Develop, train, and deploy a spam filter model on Hortonworks Data Platform using Watson Studio Local
Use natural language processing and machine learning to identify spam
Watson Studio Local is now part of IBM Cloud Pak for Data. Learn more Cloud Pak for Data.
The focus of this code pattern is to provide an easy-to-follow set of examples that detail how a user might integrate the Hortonworks Data Platform (HDP) with Watson Studio Local.
In this blog post we will:
- Describe what the new code pattern does.
- Provide a brief overview of HDP and Watson Studio Local.
- Explain how a user can train and deploy a model leveraging the compute power and data storage in HDP using Watson Studio Local.
What’s a Spam filter?
A Spam filter is a type of classification model that can determine if any given SMS text message is spam, or ham (a legitimate message). In our code pattern, we attempt to build such a filter.
We start by examining and processing real-life trained data. In our case, we used a publicly available dataset from kaggle.com. The dataset contains over 5K messages, each tagged appropriately as spam or ham. Using natural language processing and machine learning algorithms, we take you through the process of building and training our Spam Filter classification model.

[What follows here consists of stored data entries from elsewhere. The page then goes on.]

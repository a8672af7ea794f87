use clap::Parser;
use std::net::SocketAddr;
use std::sync::Arc;
use tracing::Instrument;

use memberd::config::{ServerConfig, ServiceType};
use memberd::membership::MembershipService;
use memberd::server::serve;
use memberd::server_id::ServerId;
use memberd::server_list::MemServerList;
use memberd::testlog::TestLog;
use memberd::trace::init_tracing;

#[derive(Parser, Debug)]
#[command(name = "memberd-server")]
#[command(about = "Cluster membership server", long_about = None)]
struct Args {
    #[arg(short, long)]
    port: u16,

    #[arg(short = 'H', long, default_value = "127.0.0.1")]
    host: String,

    #[arg(long, default_value = "__unnamed__")]
    cluster_name: String,

    #[arg(long, default_value = "tcp:host=127.0.0.1,port=12246")]
    coordinator: String,

    /// Index of this server's id, as assigned by the coordinator.
    #[arg(long, default_value = "0")]
    server_index: u32,

    #[arg(long, default_value = "0")]
    server_generation: u32,

    #[arg(long, value_delimiter = ',', default_value = "membership,ping")]
    services: Vec<String>,

    #[arg(long, default_value = "8388608")]
    segment_size: u32,
}

fn parse_service(name: &str) -> anyhow::Result<ServiceType> {
    match name.trim() {
        "master" => Ok(ServiceType::Master),
        "backup" => Ok(ServiceType::Backup),
        "membership" => Ok(ServiceType::Membership),
        "ping" => Ok(ServiceType::Ping),
        other => Err(anyhow::anyhow!("Unknown service '{}'", other)),
    }
}

impl Args {
    fn server_config(&self) -> anyhow::Result<ServerConfig> {
        let services = self
            .services
            .iter()
            .map(|s| parse_service(s))
            .collect::<anyhow::Result<Vec<_>>>()?;

        Ok(ServerConfig {
            cluster_name: self.cluster_name.clone(),
            coordinator_locator: self.coordinator.clone(),
            local_locator: format!("tcp:host={},port={}", self.host, self.port),
            services,
            segment_size: self.segment_size,
            ..ServerConfig::default()
        })
    }
}

#[tokio::main]
async fn main() -> anyhow::Result<()> {
    run().await
}

#[tracing::instrument(name = "memberd-server")]
async fn run() -> anyhow::Result<()> {
    let args = Args::parse();
    let (tracer_provider, logger) = init_tracing("memberd-server")?;
    tracing::debug!(directives = %logger.directives(), "Logging configured");

    let bind_addr: SocketAddr =
        format!("{}:{}", args.host, args.port).parse()?;
    let config = args.server_config()?;
    let server_id = ServerId::new(args.server_index, args.server_generation);

    let service = MembershipService::new(
        server_id,
        Arc::new(MemServerList::new()),
        Arc::new(config),
        Arc::new(TestLog::new()),
    )?;

    tracing::info!(%server_id, "Starting membership service on {}", bind_addr);

    let span = tracing::info_span!("server", port = args.port);
    tokio::spawn(serve(bind_addr, Arc::new(service)).instrument(span))
        .await??;

    tracer_provider.shutdown()?;
    Ok(())
}

#[cfg(test)]
mod tests {
    use super::*;

    fn args(services: &[&str]) -> Args {
        Args {
            port: 1101,
            host: "10.0.0.7".to_string(),
            cluster_name: "main".to_string(),
            coordinator: "tcp:host=10.0.0.1,port=12246".to_string(),
            server_index: 4,
            server_generation: 0,
            services: services.iter().map(|s| s.to_string()).collect(),
            segment_size: 1024,
        }
    }

    #[test]
    fn test_server_config_from_args() -> anyhow::Result<()> {
        let config = args(&["master", "membership"]).server_config()?;

        assert_eq!(config.cluster_name, "main");
        assert_eq!(config.local_locator, "tcp:host=10.0.0.7,port=1101");
        assert_eq!(
            config.services,
            vec![ServiceType::Master, ServiceType::Membership]
        );
        assert_eq!(config.segment_size, 1024);
        Ok(())
    }

    #[test]
    fn test_unknown_service_rejected() {
        assert!(args(&["coordinator"]).server_config().is_err());
    }
}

A brief intro to Watson Studio Local and HDP
As mentioned in the title, this code pattern made use of Watson Studio Local and HDP. We’ll briefly describe both in this section before diving into how we used the two together.
What is Watson Studio Local?
IBM Watson Studio Local is an out-of-the-box on-premises solution for data scientists and data engineers. It addresses the entire Data Science life cycle and provides an environment where data scientists can work with a variety of tools such as Spark, R, Python, and Anaconda – all integrated to work together in a productive collaborative experience. Either due to GDPR or other data privacy-related issues, Watson Studio Local is perfect for users wanting to perform complex data science related work in the security of their private network.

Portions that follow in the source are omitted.